§ What needs to be done
Where "derive" appears in a line of the entries below, that line should be copied.

[[ Given data, beginning ]]

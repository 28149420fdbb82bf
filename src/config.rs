use dotenv::dotenv;
use once_cell::sync::Lazy;
use std::env;

#[derive(Debug)]
pub struct Config {
    pub port: u16,
    pub csv_path: String,
    pub log_level: String,
}

impl Config {
    fn from_env() -> Self {
        dotenv().ok();

        Self {
            port: env::var("PORT")
                .ok()
                .and_then(|v| v.parse().ok())
                .unwrap_or(3000),
            csv_path: env::var("CSV_PATH").unwrap_or_else(|_| "users.csv".to_string()),
            log_level: env::var("LOG_LEVEL").unwrap_or_else(|_| "info".to_string()),
        }
    }
}

// Global static accessible everywhere
pub static CONFIG: Lazy<Config> = Lazy::new(Config::from_env);
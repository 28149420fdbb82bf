use chrono::{DateTime, Utc};
use serde::Deserialize;

/// Sentinel written for absent optional fields.
pub const NOT_APPLICABLE: &str = "N/A";

/// Locale-style timestamp rendering, e.g. `8/28/2026, 1:05:07 PM`.
const TIMESTAMP_FORMAT: &str = "%-m/%-d/%Y, %-I:%M:%S %p";

/// Incoming registration payload. Required fields stay `Option` here so the
/// service can reject absent ones with a single validation error instead of
/// a deserialization failure.
#[derive(Clone, Debug, Deserialize)]
#[serde(rename_all = "camelCase")]
pub struct NewUser {
    pub id: Option<String>,
    pub name: Option<String>,
    pub email: Option<String>,
    pub role: Option<String>,
    pub department: Option<String>,
    pub year: Option<String>,
    pub date_created: Option<DateTime<Utc>>,
    pub is_active: Option<bool>,
    pub last_login: Option<DateTime<Utc>>,
}

/// A validated registration record, one line of the backing file.
/// Immutable once appended.
#[derive(Clone, Debug, PartialEq)]
pub struct UserRecord {
    pub id: String,
    pub name: String,
    pub email: String,
    pub role: String,
    pub department: Option<String>,
    pub year: Option<String>,
    pub date_created: DateTime<Utc>,
    pub is_active: bool,
    pub last_login: Option<DateTime<Utc>>,
}

impl UserRecord {
    /// Renders the record into CSV column order with defaulting applied:
    /// absent optionals become `N/A`, booleans become `Yes`/`No`.
    pub fn csv_fields(&self) -> [String; 9] {
        [
            self.id.clone(),
            self.name.clone(),
            self.email.clone(),
            self.role.clone(),
            self.department.clone().unwrap_or_else(|| NOT_APPLICABLE.to_string()),
            self.year.clone().unwrap_or_else(|| NOT_APPLICABLE.to_string()),
            format_timestamp(&self.date_created),
            if self.is_active { "Yes" } else { "No" }.to_string(),
            self.last_login
                .as_ref()
                .map(format_timestamp)
                .unwrap_or_else(|| NOT_APPLICABLE.to_string()),
        ]
    }
}

fn format_timestamp(ts: &DateTime<Utc>) -> String {
    ts.format(TIMESTAMP_FORMAT).to_string()
}

#[cfg(test)]
mod tests {
    use super::*;
    use chrono::TimeZone;

    fn record() -> UserRecord {
        UserRecord {
            id: "1001".to_string(),
            name: "Ada Lovelace".to_string(),
            email: "ada@example.com".to_string(),
            role: "student".to_string(),
            department: None,
            year: Some("2".to_string()),
            date_created: Utc.with_ymd_and_hms(2026, 8, 28, 13, 5, 7).unwrap(),
            is_active: true,
            last_login: None,
        }
    }

    #[test]
    fn csv_fields_apply_sentinels_and_rendering() {
        let fields = record().csv_fields();
        assert_eq!(fields[4], "N/A");
        assert_eq!(fields[5], "2");
        assert_eq!(fields[6], "8/28/2026, 1:05:07 PM");
        assert_eq!(fields[7], "Yes");
        assert_eq!(fields[8], "N/A");
    }

    #[test]
    fn inactive_renders_no() {
        let mut rec = record();
        rec.is_active = false;
        assert_eq!(rec.csv_fields()[7], "No");
    }

    #[test]
    fn morning_timestamp_renders_am_without_padding() {
        let mut rec = record();
        rec.date_created = Utc.with_ymd_and_hms(2026, 1, 2, 9, 4, 5).unwrap();
        assert_eq!(rec.csv_fields()[6], "1/2/2026, 9:04:05 AM");
    }
}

[[ Given data, end ]]

§ Task answer
#[derive(Debug)]
#[derive(Clone, Debug, Deserialize)]
#[derive(Clone, Debug, PartialEq)]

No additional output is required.